= Problem to work on =
Could you reproduce every entry that follows, exactly as shown?

◇ ◇ ◇ ◇ ◇

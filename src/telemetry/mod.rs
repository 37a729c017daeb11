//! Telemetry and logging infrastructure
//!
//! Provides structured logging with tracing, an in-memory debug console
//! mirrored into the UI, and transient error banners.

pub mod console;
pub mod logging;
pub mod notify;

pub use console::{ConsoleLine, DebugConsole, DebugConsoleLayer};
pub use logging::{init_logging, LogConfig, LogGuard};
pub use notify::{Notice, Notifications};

◇ ◇ ◇ ◇ ◇

= Task solution =
filename src/telemetry/mod.rs
repository 37a729c017daeb11
//! Telemetry and logging infrastructure
//!
//! Provides structured logging with tracing, an in-memory debug console
//! mirrored into the UI, and transient error banners.

pub mod console;
pub mod logging;
pub mod notify;

pub use console::{ConsoleLine, DebugConsole, DebugConsoleLayer};
pub use logging::{init_logging, LogConfig, LogGuard};
pub use notify::{Notice, Notifications};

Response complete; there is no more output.